::: EXTRACTED MATERIAL :::
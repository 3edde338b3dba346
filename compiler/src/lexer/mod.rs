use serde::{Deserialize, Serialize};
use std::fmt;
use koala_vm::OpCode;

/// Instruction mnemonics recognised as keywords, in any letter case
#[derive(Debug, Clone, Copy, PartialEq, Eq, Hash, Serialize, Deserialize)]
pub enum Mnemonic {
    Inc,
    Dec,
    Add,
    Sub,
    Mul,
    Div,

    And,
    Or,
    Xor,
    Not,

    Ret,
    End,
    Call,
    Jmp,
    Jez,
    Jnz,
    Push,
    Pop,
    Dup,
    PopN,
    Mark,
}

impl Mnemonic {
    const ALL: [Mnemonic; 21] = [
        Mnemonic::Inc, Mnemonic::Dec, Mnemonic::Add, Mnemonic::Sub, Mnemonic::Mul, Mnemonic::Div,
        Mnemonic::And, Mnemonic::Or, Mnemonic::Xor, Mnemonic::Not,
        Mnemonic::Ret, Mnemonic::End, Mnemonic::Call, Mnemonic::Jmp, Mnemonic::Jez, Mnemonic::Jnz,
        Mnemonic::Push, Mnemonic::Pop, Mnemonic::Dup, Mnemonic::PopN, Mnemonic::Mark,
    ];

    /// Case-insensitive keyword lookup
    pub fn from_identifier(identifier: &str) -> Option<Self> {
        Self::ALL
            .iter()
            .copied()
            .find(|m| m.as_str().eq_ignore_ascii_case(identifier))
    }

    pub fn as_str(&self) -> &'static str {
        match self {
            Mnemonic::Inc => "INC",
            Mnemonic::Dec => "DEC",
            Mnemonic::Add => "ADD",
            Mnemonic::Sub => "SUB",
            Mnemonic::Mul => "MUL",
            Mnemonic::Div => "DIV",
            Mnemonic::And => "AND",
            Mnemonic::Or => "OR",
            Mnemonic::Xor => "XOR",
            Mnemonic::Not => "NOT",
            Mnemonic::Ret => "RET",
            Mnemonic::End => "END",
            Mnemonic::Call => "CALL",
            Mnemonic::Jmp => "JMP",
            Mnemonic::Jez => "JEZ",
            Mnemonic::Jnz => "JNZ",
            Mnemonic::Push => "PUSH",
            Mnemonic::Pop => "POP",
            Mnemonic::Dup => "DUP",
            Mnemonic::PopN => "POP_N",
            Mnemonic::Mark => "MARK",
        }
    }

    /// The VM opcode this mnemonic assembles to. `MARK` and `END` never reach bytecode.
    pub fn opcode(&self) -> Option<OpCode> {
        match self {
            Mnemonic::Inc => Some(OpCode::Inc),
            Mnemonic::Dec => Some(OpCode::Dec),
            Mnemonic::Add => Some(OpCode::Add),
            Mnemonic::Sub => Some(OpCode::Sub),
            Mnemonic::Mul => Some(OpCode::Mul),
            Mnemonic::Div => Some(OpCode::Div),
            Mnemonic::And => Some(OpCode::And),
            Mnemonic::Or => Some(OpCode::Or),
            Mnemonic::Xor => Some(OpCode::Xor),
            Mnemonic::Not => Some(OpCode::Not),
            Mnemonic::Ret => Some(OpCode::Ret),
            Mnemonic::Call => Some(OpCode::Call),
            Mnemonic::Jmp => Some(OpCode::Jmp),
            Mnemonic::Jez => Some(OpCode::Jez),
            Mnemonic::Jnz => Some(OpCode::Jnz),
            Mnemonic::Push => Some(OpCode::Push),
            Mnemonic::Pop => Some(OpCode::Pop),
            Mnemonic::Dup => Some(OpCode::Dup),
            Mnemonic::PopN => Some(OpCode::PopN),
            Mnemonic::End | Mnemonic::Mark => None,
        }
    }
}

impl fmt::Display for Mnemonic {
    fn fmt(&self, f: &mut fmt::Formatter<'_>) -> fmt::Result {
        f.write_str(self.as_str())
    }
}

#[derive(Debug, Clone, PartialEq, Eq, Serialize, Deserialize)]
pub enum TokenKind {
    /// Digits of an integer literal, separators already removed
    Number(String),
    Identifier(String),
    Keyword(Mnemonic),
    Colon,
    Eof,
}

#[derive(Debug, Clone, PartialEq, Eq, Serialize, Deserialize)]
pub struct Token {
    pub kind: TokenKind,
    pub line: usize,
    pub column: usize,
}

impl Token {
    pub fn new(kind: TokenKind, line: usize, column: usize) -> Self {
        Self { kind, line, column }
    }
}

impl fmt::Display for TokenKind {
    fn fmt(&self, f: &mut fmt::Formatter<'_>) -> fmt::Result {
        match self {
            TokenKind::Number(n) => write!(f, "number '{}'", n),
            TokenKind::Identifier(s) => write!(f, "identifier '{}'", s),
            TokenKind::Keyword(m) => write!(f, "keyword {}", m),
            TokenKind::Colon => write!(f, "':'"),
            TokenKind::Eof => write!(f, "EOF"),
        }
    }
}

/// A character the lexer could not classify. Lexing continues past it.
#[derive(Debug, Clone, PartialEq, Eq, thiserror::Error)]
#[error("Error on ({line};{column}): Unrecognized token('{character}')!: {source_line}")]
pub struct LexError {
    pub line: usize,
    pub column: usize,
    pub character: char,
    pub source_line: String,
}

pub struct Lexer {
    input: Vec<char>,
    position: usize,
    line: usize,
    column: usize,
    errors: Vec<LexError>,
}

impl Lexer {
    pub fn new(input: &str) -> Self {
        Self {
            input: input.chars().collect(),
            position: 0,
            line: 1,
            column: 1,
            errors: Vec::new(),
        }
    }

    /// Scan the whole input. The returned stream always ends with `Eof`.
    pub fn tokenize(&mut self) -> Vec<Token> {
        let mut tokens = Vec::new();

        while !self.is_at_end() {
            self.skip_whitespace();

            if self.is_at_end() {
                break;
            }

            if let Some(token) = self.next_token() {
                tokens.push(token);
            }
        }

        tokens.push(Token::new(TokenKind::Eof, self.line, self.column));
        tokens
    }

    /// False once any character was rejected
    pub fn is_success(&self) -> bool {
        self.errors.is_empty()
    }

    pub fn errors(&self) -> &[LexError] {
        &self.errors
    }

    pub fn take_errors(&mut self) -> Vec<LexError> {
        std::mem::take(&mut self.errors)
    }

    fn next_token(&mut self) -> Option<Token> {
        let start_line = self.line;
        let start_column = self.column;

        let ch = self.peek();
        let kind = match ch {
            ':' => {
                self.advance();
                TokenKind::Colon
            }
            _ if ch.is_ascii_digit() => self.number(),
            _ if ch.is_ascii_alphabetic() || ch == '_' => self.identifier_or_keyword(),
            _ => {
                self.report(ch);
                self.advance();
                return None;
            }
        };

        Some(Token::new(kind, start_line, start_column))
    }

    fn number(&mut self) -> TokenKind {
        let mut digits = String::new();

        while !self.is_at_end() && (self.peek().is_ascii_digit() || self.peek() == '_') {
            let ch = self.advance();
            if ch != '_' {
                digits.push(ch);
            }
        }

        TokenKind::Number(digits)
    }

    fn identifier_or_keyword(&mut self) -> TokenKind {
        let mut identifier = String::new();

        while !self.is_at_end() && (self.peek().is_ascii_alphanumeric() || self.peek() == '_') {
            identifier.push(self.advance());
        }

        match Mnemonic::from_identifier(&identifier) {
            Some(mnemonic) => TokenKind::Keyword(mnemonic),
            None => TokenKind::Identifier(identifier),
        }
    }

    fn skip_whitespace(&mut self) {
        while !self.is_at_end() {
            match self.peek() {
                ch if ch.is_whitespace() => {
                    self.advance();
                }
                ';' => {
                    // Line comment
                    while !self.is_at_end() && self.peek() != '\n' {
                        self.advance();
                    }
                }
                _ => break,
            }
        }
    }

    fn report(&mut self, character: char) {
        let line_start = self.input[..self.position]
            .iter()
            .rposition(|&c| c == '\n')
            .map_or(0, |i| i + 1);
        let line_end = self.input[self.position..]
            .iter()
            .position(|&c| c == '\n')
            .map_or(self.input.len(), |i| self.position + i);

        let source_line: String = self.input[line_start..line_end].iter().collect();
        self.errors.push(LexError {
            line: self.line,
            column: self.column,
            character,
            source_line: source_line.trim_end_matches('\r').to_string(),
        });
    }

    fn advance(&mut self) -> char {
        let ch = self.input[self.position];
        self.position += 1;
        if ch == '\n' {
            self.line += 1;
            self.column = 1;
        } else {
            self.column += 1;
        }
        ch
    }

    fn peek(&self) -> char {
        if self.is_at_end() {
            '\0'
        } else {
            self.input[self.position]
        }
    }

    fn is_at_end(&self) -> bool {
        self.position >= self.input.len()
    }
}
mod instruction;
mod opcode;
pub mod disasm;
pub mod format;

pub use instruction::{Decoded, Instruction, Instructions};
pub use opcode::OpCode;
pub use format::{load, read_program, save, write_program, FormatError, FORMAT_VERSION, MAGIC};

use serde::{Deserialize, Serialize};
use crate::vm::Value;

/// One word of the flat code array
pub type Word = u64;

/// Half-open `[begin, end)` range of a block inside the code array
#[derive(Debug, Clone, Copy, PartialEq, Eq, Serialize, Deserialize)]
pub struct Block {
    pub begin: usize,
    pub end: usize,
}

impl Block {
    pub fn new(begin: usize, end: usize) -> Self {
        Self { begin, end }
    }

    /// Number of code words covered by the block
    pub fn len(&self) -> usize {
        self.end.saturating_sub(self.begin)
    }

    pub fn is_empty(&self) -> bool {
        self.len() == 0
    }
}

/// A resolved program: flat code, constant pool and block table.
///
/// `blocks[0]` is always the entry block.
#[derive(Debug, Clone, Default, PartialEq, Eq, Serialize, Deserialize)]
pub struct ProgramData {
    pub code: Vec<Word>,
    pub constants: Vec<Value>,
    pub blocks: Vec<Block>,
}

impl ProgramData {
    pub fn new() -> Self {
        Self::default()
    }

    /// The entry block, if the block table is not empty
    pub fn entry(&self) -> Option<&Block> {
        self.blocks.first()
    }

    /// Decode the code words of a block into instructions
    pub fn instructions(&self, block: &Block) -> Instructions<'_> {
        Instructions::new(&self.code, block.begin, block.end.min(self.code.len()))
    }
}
:::
• _PROBLEM REQUIREMENTS_
Please show the lines in the entries above that hold the string "blocks".

• _RESULT BELOW_
/// `blocks[0]` is always the entry block.
    pub blocks: Vec<Block>,
        self.blocks.first()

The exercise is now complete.